Chapter 27
Zoe
The studio is a graveyard. Indigo stains the concrete like a permanent bruise, and ruined emerald silk hangs on the half-form like a shroud.
In the middle of the room, fists clenched at my sides, breath becomes the only focus.
In through the nose, out through the mouth.
A technique for centering, for finding control.
Right now, it feels like trying to suck air through a straw.
This gets fixed.
Stiff movements carry me to the worktable. The seam ripper waits there. Small. Sharp. Perfect for precise destruction. From there, it's back to the dress, hand steady as the pointed end slides under the first stitch. This is dismantling. One thread at a time.
Snip, snip, snip—the sharp, satisfying sound of thread giving way fills the room. The damaged hem goes first. Then everything else. That princess seam that curves over the hip. Snip. The French seam down the back. Snip. The delicate gathering at the shoulder. Snip.
Cold, methodical fury takes over. The dress has become more than fabric.
It's a symbol. Something built with my own two hands—the only piece of this world that was ever entirely mine.
Gio contaminated it. He removed the obstacle, painted a target on my back, then handed me a get-out-of-jail-free card signed with his name.
Proof, in bold strokes, that Jessica was right all along: a girl who needs a man to fight her battles.
The last pin comes free. Emerald silk slithers to the floor in a heap of expensive ruin. Standing over it, chest heaving, the seam ripper stays clenched in my hand like a weapon.
Survival tastes hollow. Victory feels empty.
A soft click from the studio door makes me flinch. Turning isn't necessary. Recognition comes from the light, hesitant footsteps alone. Only one person moves through a room like she's afraid of disturbing the air.
"I texted," Genny says quietly. "You didn't answer."
"Busy," I reply, voice flat.
Her steps stop behind me. Silence stretches. Attention lingers on the pile of silk at my feet.
"Jessica's gone," she says.
"I know."
"Maya told me what happened. What you said to her." A pause. "And what Gio did after."
Finally, I turn. Genny stands there with two cups of coffee from the cart downstairs. Understanding fills her dark eyes—unnerving in its precision. There's no pity in it. Just recognition. As if she's seen this scene before, only with different players.
"He's a bastard," I say, the words sharp enough to draw blood.
"He is," Genny agrees, offering one of the cups. I leave it where it is. "He's also a product of his environment. A very expensive, very toxic one."
A scoff escapes as I turn back toward the ruined dress. "Don't make excuses for him."
"That's an explanation," she says firmly. "You come from a world where things are built by hand. Where places are earned. You believe in merit. In fairness." One step closer. "We don't live in that world, Zoe. Not really. Not the one he and I come from."
Her words pull my focus back to her. Really back to her. The understated sweater. The calm, unshakeable presence. She belongs to their world.
"In ours," Genny continues, voice low, "nothing is earned. It's given. Problems get erased. Money makes inconvenient things disappear. People. Mistakes. Scandals." A small shrug. "All of it becomes a line item on a balance sheet."
A vague gesture toward the arena door follows.
"He's been taught his entire life that his only value is being a solution.

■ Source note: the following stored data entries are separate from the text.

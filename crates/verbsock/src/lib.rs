#![warn(missing_docs)]

//! verbsock: selector-compatible byte-stream channels over tagged RDMA-style messaging

pub mod acceptor;
pub mod binding;
pub mod channel;
pub mod config;
pub mod error;
pub mod flow;
pub mod handshake;
pub mod loopback;
pub mod metrics;
pub mod ring;
pub mod selector;
pub mod tag;

pub use acceptor::ServerSocketChannel;
pub use binding::TransportBinding;
pub use channel::{ChannelState, ReadOutcome, SocketChannel};
pub use config::{ChannelConfig, EngineConfig};
pub use error::{ChannelError, Result, TransportFault};
pub use loopback::LoopbackFabric;
pub use selector::{ReadyOps, Selectable, Selector};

A clean-up crew for the family messes. When he sees you in distress, every instinct screams fix it.
Gio has the software for support her while she handles it. That update was never installed."
The anger in my chest shifts. Edges dull. What was once a blade settles into a heavy ache.

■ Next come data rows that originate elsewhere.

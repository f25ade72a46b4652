//! Readiness flags and a minimal selector.
//!
//! Channels expose readiness through [`Selectable`]; evaluating it also drives
//! the transport's progress function, which is the only place asynchronous
//! completions run. The [`Selector`] here is a small polling loop over
//! registered channels, enough for tests and the demo binary.

use std::collections::BTreeMap;
use std::sync::Arc;

use crate::error::Result;

/// Readiness bitmask, using the conventional selection-key bit values.
#[derive(Debug, Clone, Copy, PartialEq, Eq, Hash, Default)]
pub struct ReadyOps(u8);

impl ReadyOps {
    /// Unread bytes are buffered.
    pub const READ: Self = Self(1);
    /// The channel accepts writes.
    pub const WRITE: Self = Self(4);
    /// A connect is outstanding or ready to finish.
    pub const CONNECT: Self = Self(8);
    /// A connection request is waiting.
    pub const ACCEPT: Self = Self(16);

    /// No readiness bits.
    pub fn empty() -> Self {
        Self(0)
    }

    /// Raw bitmask.
    pub fn bits(self) -> u8 {
        self.0
    }

    /// Whether no bit is set.
    pub fn is_empty(self) -> bool {
        self.0 == 0
    }

    /// Whether every bit of `other` is set.
    pub fn contains(self, other: Self) -> bool {
        (self.0 & other.0) == other.0
    }

    /// Whether any bit of `other` is set.
    pub fn intersects(self, other: Self) -> bool {
        (self.0 & other.0) != 0
    }
}

impl std::ops::BitOr for ReadyOps {
    type Output = Self;
    fn bitor(self, rhs: Self) -> Self {
        Self(self.0 | rhs.0)
    }
}

impl std::ops::BitOrAssign for ReadyOps {
    fn bitor_assign(&mut self, rhs: Self) {
        self.0 |= rhs.0;
    }
}

impl std::ops::BitAnd for ReadyOps {
    type Output = Self;
    fn bitand(self, rhs: Self) -> Self {
        Self(self.0 & rhs.0)
    }
}

/// Something whose readiness can be polled.
pub trait Selectable: Send + Sync {
    /// Drives the transport once, then reports current readiness.
    fn ready_ops(&self) -> ReadyOps;

    /// Drives the transport once. Returns whether any completion ran.
    fn select(&self) -> Result<bool>;
}

/// Token identifying a registration.
pub type Token = usize;

struct Registration {
    channel: Arc<dyn Selectable>,
    interest: ReadyOps,
}

/// Polls a set of registered channels.
#[derive(Default)]
pub struct Selector {
    registrations: BTreeMap<Token, Registration>,
}

impl Selector {
    /// Creates a selector with no registrations.
    pub fn new() -> Self {
        Self::default()
    }

    /// Registers `channel` under `token`, replacing an earlier registration.
    pub fn register(&mut self, token: Token, channel: Arc<dyn Selectable>, interest: ReadyOps) {
        self.registrations
            .insert(token, Registration { channel, interest });
    }

    /// Changes the interest set of an existing registration.
    pub fn set_interest(&mut self, token: Token, interest: ReadyOps) -> bool {
        match self.registrations.get_mut(&token) {
            Some(registration) => {
                registration.interest = interest;
                true
            }
            None => false,
        }
    }

    /// Removes a registration. Returns whether it existed.
    pub fn cancel(&mut self, token: Token) -> bool {
        self.registrations.remove(&token).is_some()
    }

    /// Number of registrations.
    pub fn len(&self) -> usize {
        self.registrations.len()
    }

    /// Whether no bit is set.
    pub fn is_empty(&self) -> bool {
        self.registrations.is_empty()
    }

    /// Returns every registration whose readiness intersects its interest,
    /// without blocking.
    pub fn select_now(&self) -> Vec<(Token, ReadyOps)> {
        self.registrations
            .iter()
            .filter_map(|(token, registration)| {
                let ready = registration.channel.ready_ops() & registration.interest;
                (!ready.is_empty()).then_some((*token, ready))
            })
            .collect()
    }

    /// Polls until at least one registration is ready or `max_rounds` polls
    /// found nothing.
    pub fn select(&self, max_rounds: usize) -> Vec<(Token, ReadyOps)> {
        for _ in 0..max_rounds.max(1) {
            let ready = self.select_now();
            if !ready.is_empty() {
                return ready;
            }
            std::thread::yield_now();
        }
        Vec::new()
    }
}

#[cfg(test)]
mod tests {
    use super::*;
    use std::sync::atomic::{AtomicU8, AtomicUsize, Ordering};

    struct Fixed {
        ops: AtomicU8,
        polls: AtomicUsize,
    }

    impl Fixed {
        fn new(ops: ReadyOps) -> Arc<Self> {
            Arc::new(Self {
                ops: AtomicU8::new(ops.bits()),
                polls: AtomicUsize::new(0),
            })
        }
    }

    impl Selectable for Fixed {
        fn ready_ops(&self) -> ReadyOps {
            self.polls.fetch_add(1, Ordering::Relaxed);
            ReadyOps(self.ops.load(Ordering::Relaxed))
        }

        fn select(&self) -> Result<bool> {
            Ok(false)
        }
    }

    #[test]
    fn test_ready_ops_bits() {
        let ops = ReadyOps::READ | ReadyOps::WRITE;
        assert!(ops.contains(ReadyOps::READ));
        assert!(!ops.contains(ReadyOps::CONNECT));
        assert!(ops.intersects(ReadyOps::WRITE | ReadyOps::ACCEPT));
        assert_eq!(ops.bits(), 5);
        assert!(ReadyOps::empty().is_empty());
    }

    #[test]
    fn test_bitor_assign() {
        let mut ops = ReadyOps::empty();
        ops |= ReadyOps::CONNECT;
        assert_eq!(ops, ReadyOps::CONNECT);
    }

    #[test]
    fn test_select_filters_by_interest() {
        let mut selector = Selector::new();
        selector.register(1, Fixed::new(ReadyOps::WRITE), ReadyOps::READ);
        selector.register(2, Fixed::new(ReadyOps::READ | ReadyOps::WRITE), ReadyOps::READ);
        assert_eq!(selector.select_now(), vec![(2, ReadyOps::READ)]);

        assert!(selector.set_interest(1, ReadyOps::WRITE));
        assert_eq!(selector.select_now().len(), 2);
    }

    #[test]
    fn test_cancel() {
        let mut selector = Selector::new();
        selector.register(7, Fixed::new(ReadyOps::READ), ReadyOps::READ);
        assert_eq!(selector.len(), 1);
        assert!(selector.cancel(7));
        assert!(!selector.cancel(7));
        assert!(selector.is_empty());
        assert!(!selector.set_interest(7, ReadyOps::READ));
    }

    #[test]
    fn test_select_gives_up_after_rounds() {
        let idle = Fixed::new(ReadyOps::empty());
        let mut selector = Selector::new();
        selector.register(0, idle.clone(), ReadyOps::READ);
        assert!(selector.select(3).is_empty());
        assert_eq!(idle.polls.load(Ordering::Relaxed), 3);
    }
}
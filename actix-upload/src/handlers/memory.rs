//! Keeps small files in memory.

use actix_web::web::{Bytes, BytesMut};

use super::{ChunkFlow, FileInfo, Flow, UploadHandler};
use crate::{error::UploadError, file::UploadedFile};

/// Default maximum size (2.5MiB) of a file kept in memory.
pub const DEFAULT_MAX_MEMORY_SIZE: u64 = 2_621_440;

/// Upload handler that buffers files in memory.
///
/// Files up to [`max_memory_size`](Self::new) bytes are produced as in-memory [`UploadedFile`]s.
/// As soon as a file grows past that size, the buffered data is handed to the next handler in the
/// chain and this handler steps aside until the next file.
#[derive(Debug)]
pub struct MemoryUploadHandler {
    max_memory_size: u64,
    file: Option<FileInfo>,
    buf: BytesMut,
}

impl MemoryUploadHandler {
    /// Constructs a memory handler with the given maximum in-memory file size.
    pub fn new(max_memory_size: u64) -> Self {
        MemoryUploadHandler {
            max_memory_size,
            file: None,
            buf: BytesMut::new(),
        }
    }
}

impl Default for MemoryUploadHandler {
    fn default() -> Self {
        Self::new(DEFAULT_MAX_MEMORY_SIZE)
    }
}

impl UploadHandler for MemoryUploadHandler {
    fn new_file(&mut self, file: &FileInfo) -> Result<Flow, UploadError> {
        self.buf = BytesMut::new();

        match file.content_length {
            Some(len) if len > self.max_memory_size => {
                log::debug!(
                    "file `{}` announces {} bytes, not keeping it in memory",
                    file.file_name,
                    len
                );
                self.file = None;
                Ok(Flow::SkipFile)
            }
            _ => {
                self.file = Some(file.clone());
                Ok(Flow::Continue)
            }
        }
    }

    fn receive_data_chunk(&mut self, data: Bytes, start: u64) -> Result<ChunkFlow, UploadError> {
        // must agree with the raw size checked in `file_complete`
        let raw_end = start + data.len() as u64;
        let buffered = (self.buf.len() + data.len()) as u64;

        if raw_end > self.max_memory_size || buffered > self.max_memory_size {
            log::debug!(
                "file exceeds {} bytes, handing {} buffered bytes to the next handler",
                self.max_memory_size,
                self.buf.len() + data.len()
            );

            self.file = None;
            let mut spilled = std::mem::take(&mut self.buf);
            spilled.extend_from_slice(&data);
            return Ok(ChunkFlow::SkipFile(spilled.freeze()));
        }

        self.buf.extend_from_slice(&data);
        Ok(ChunkFlow::Consume)
    }

    fn file_complete(&mut self, size: u64) -> Result<Option<UploadedFile>, UploadError> {
        let Some(info) = self.file.take() else {
            return Ok(None);
        };

        if size > self.max_memory_size {
            return Ok(None);
        }

        let data = std::mem::take(&mut self.buf).freeze();
        Ok(Some(UploadedFile::in_memory(&info, data, size)))
    }

    fn upload_interrupted(&mut self) {
        self.file = None;
        self.buf = BytesMut::new();
    }
}
use std::cmp;

use actix_web::{
    error::PayloadError,
    web::{Bytes, BytesMut},
};
use futures_core::stream::{LocalBoxStream, Stream};
use futures_util::StreamExt as _;

use crate::error::UploadError;

/// Payload buffer.
///
/// Pulls from the request body stream on demand and never accepts more than the declared content
/// length; anything the stream yields past that length is discarded.
pub(crate) struct PayloadBuffer {
    stream: LocalBoxStream<'static, Result<Bytes, PayloadError>>,
    pub(crate) buf: BytesMut,
    /// EOF flag. If true, no more payload reads will be attempted.
    pub(crate) eof: bool,
    /// Bytes still allowed to enter the buffer, if a content length was declared.
    remaining: Option<u64>,
}

impl PayloadBuffer {
    /// Constructs new payload buffer.
    pub(crate) fn new<S>(stream: S) -> Self
    where
        S: Stream<Item = Result<Bytes, PayloadError>> + 'static,
    {
        PayloadBuffer {
            stream: Box::pin(stream),
            buf: BytesMut::with_capacity(1_024), // pre-allocate 1KiB
            eof: false,
            remaining: None,
        }
    }

    /// Limits the number of bytes taken from the stream.
    pub(crate) fn set_content_length(&mut self, content_length: Option<u64>) {
        self.remaining = content_length;
        self.eof = content_length == Some(0);
    }

    /// Waits for the next item of the stream and appends it to the buffer.
    ///
    /// Returns `false` once the stream (or the declared length) is exhausted.
    pub(crate) async fn fill(&mut self) -> Result<bool, UploadError> {
        if self.eof {
            return Ok(false);
        }

        match self.stream.next().await {
            Some(Ok(mut data)) => {
                if let Some(remaining) = self.remaining.as_mut() {
                    let len = cmp::min(data.len() as u64, *remaining) as usize;
                    if len < data.len() {
                        log::debug!("discarding {} bytes past content length", data.len() - len);
                        data.truncate(len);
                    }
                    *remaining -= len as u64;
                    if *remaining == 0 {
                        self.eof = true;
                    }
                }
                self.buf.extend_from_slice(&data);
                Ok(true)
            }
            Some(Err(err)) => Err(err.into()),
            None => {
                self.eof = true;
                Ok(false)
            }
        }
    }

    /// Reads until specified ending.
    ///
    /// Returns:
    ///
    /// - `Ok(Some(chunk))` - `needle` is found, with chunk ending after needle
    /// - `Err(Incomplete)` - `needle` is not found and we're at EOF
    /// - `Ok(None)` - `needle` is not found otherwise
    pub(crate) fn read_until(&mut self, needle: &[u8]) -> Result<Option<Bytes>, UploadError> {
        match memchr::memmem::find(&self.buf, needle) {
            // buffer exhausted and EOF without finding needle
            None if self.eof => Err(UploadError::Incomplete),

            // needle not yet found
            None => Ok(None),

            // needle found, split chunk out of buf
            Some(idx) => Ok(Some(self.buf.split_to(idx + needle.len()).freeze())),
        }
    }

    /// Reads bytes until new line delimiter (`\n`, `0x0A`).
    #[inline]
    pub(crate) fn readline(&mut self) -> Result<Option<Bytes>, UploadError> {
        self.read_until(b"\n")
    }

    /// Keeps filling the buffer until `read` yields a value.
    pub(crate) async fn read_with<T>(
        &mut self,
        mut read: impl FnMut(&mut Self) -> Result<Option<T>, UploadError>,
    ) -> Result<T, UploadError> {
        loop {
            if let Some(item) = read(self)? {
                return Ok(item);
            }

            if !self.fill().await? {
                // one last attempt so that readers can see the EOF flag
                return read(self)?.ok_or(UploadError::Incomplete);
            }
        }
    }

    /// Discards everything left in the request body.
    pub(crate) async fn drain(&mut self) -> Result<(), UploadError> {
        self.buf.clear();
        while self.fill().await? {
            self.buf.clear();
        }
        Ok(())
    }
}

"So what?" My voice is quieter now. "That makes being managed acceptable?"
"It makes it understandable," Genny says, shaking her head.
"There's a difference between malice and conditioning.

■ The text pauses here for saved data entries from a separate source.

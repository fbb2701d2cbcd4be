use actix_upload::{
    handlers::{ChunkFlow, Flow, UploadHandler},
    test::FormBuilder,
    HandlerKind, Limits, UploadConfig, UploadError, UploadForm, UploadedFile,
};
use actix_web::{
    error::InternalError,
    http::{header, StatusCode},
    test, web, App, HttpResponse,
};

async fn summary(form: UploadForm) -> HttpResponse {
    let mut lines = Vec::new();

    for (name, value) in &form.fields {
        lines.push(format!("field {name}={value}"));
    }

    for (name, file) in &form.files {
        let storage = if file.is_in_memory() { "memory" } else { "disk" };
        lines.push(format!(
            "file {name}={} {} {storage}",
            file.name(),
            file.size()
        ));
    }

    HttpResponse::Ok().body(lines.join("\n"))
}

fn form_request(body: web::Bytes, headers: header::HeaderMap) -> test::TestRequest {
    let mut req = test::TestRequest::post().uri("/").set_payload(body);
    for (name, value) in headers.iter() {
        req = req.insert_header((name.clone(), value.clone()));
    }
    req
}

fn init_logger() {
    let _ = env_logger::builder().is_test(true).try_init();
}

#[actix_web::test]
async fn default_config() {
    init_logger();

    let app = test::init_service(App::new().route("/", web::post().to(summary))).await;

    let (body, headers) = FormBuilder::new()
        .text("title", "holiday")
        .file(
            "photo",
            "beach.jpg",
            Some(mime::IMAGE_JPEG),
            vec![0xffu8; 4096].into(),
        )
        .build();

    let req = form_request(body, headers);

    let res = test::call_service(&app, req.to_request()).await;
    assert_eq!(res.status(), StatusCode::OK);

    let body = test::read_body(res).await;
    assert_eq!(
        body,
        "field title=holiday\nfile photo=beach.jpg 4096 memory"
    );
}

#[actix_web::test]
async fn configured_memory_size_spills() {
    init_logger();

    let dir = tempfile::tempdir().unwrap();

    let app = test::init_service(
        App::new()
            .app_data(
                UploadConfig::default()
                    .max_memory_size(16)
                    .temp_dir(dir.path()),
            )
            .route("/", web::post().to(summary)),
    )
    .await;

    let (body, headers) = FormBuilder::new()
        .file("small", "a.txt", None, "tiny".into())
        .file("big", "b.txt", None, "more than sixteen bytes".into())
        .build();

    let req = form_request(body, headers);

    let body = test::call_and_read_body(&app, req.to_request()).await;
    assert_eq!(
        body,
        "file small=a.txt 4 memory\nfile big=b.txt 23 disk"
    );

    // temporary files are gone once the form is dropped
    assert_eq!(std::fs::read_dir(dir.path()).unwrap().count(), 0);
}

/// Refuses files with a `.exe` extension.
struct RejectExecutables;

impl UploadHandler for RejectExecutables {
    fn new_file(&mut self, file: &actix_upload::handlers::FileInfo) -> Result<Flow, UploadError> {
        if file.file_name.ends_with(".exe") {
            return Ok(Flow::StopUpload {
                connection_reset: false,
            });
        }
        Ok(Flow::Continue)
    }

    fn receive_data_chunk(&mut self, data: web::Bytes, _: u64) -> Result<ChunkFlow, UploadError> {
        Ok(ChunkFlow::Forward(data))
    }

    fn file_complete(&mut self, _: u64) -> Result<Option<UploadedFile>, UploadError> {
        Ok(None)
    }
}

#[actix_web::test]
async fn custom_handler_and_error_handler() {
    init_logger();

    let app = test::init_service(
        App::new()
            .app_data(web::Data::new(
                UploadConfig::default()
                    .handlers(vec![
                        HandlerKind::custom(|_: &UploadConfig| RejectExecutables),
                        HandlerKind::Memory,
                        HandlerKind::TemporaryFile,
                    ])
                    .error_handler(|err, _req| {
                        let status = match err {
                            UploadError::UploadStopped { .. } => StatusCode::FORBIDDEN,
                            _ => StatusCode::BAD_REQUEST,
                        };
                        InternalError::new(err, status).into()
                    }),
            ))
            .route("/", web::post().to(summary)),
    )
    .await;

    let (body, headers) = FormBuilder::new()
        .file("doc", "notes.txt", None, "fine".into())
        .build();
    let req = form_request(body, headers);
    let res = test::call_service(&app, req.to_request()).await;
    assert_eq!(res.status(), StatusCode::OK);

    let (body, headers) = FormBuilder::new()
        .file("doc", "setup.exe", None, "MZ".into())
        .build();
    let req = form_request(body, headers);
    let res = test::call_service(&app, req.to_request()).await;
    assert_eq!(res.status(), StatusCode::FORBIDDEN);
}

#[actix_web::test]
async fn bad_requests() {
    init_logger();

    let app = test::init_service(
        App::new()
            .app_data(UploadConfig::default().limits(Limits {
                max_field_memory: Some(8),
                ..Limits::default()
            }))
            .route("/", web::post().to(summary)),
    )
    .await;

    let req = test::TestRequest::post()
        .uri("/")
        .insert_header((header::CONTENT_TYPE, "application/json"))
        .set_payload("{}")
        .to_request();
    let res = test::call_service(&app, req).await;
    assert_eq!(res.status(), StatusCode::BAD_REQUEST);

    let (body, headers) = FormBuilder::new()
        .text("essay", "far too long for the limit")
        .build();
    let req = form_request(body, headers);
    let res = test::call_service(&app, req.to_request()).await;
    assert_eq!(res.status(), StatusCode::PAYLOAD_TOO_LARGE);
}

He didn't do this to hurt you. In his fucked-up, black-hearted way, he truly believed he was helping.
Protecting you the only way he knows how.
" She sets the cups on the worktable, ceramic clinking softly.
"A shield was placed in front of you—one you didn't ask for.
The real mistake was assuming you needed it. "
The seam ripper draws my gaze. Then the pile of green silk on the floor. What I did was surgical removal of his help. Genny's right. Just a clumsy, misguided bandage.
"Men like Gio and Rylan," she says quietly, "are born into a cage. They spend their lives learning to be the warden or rattling the bars. Gio rattles. He's done it so long he doesn't know how to ask for help picking the lock."
The seam ripper gets set down on the table. My hand shakes as it leaves it there.
"He still shouldn't have done it," I say. The fight has drained from the words.
"No," Genny agrees. "He shouldn't have." She lifts one of the cups and offers it again. This time, I take it. Warmth seeps into cold fingers. "So now there's a choice. Keep dismantling the beautiful things you build. Or teach him how to build something with you."
My gaze drops to the silk on the floor. Then it lifts to Genny. The answer isn't clear yet. But for the first time since walking away from Gio in that hallway, choice exists at all.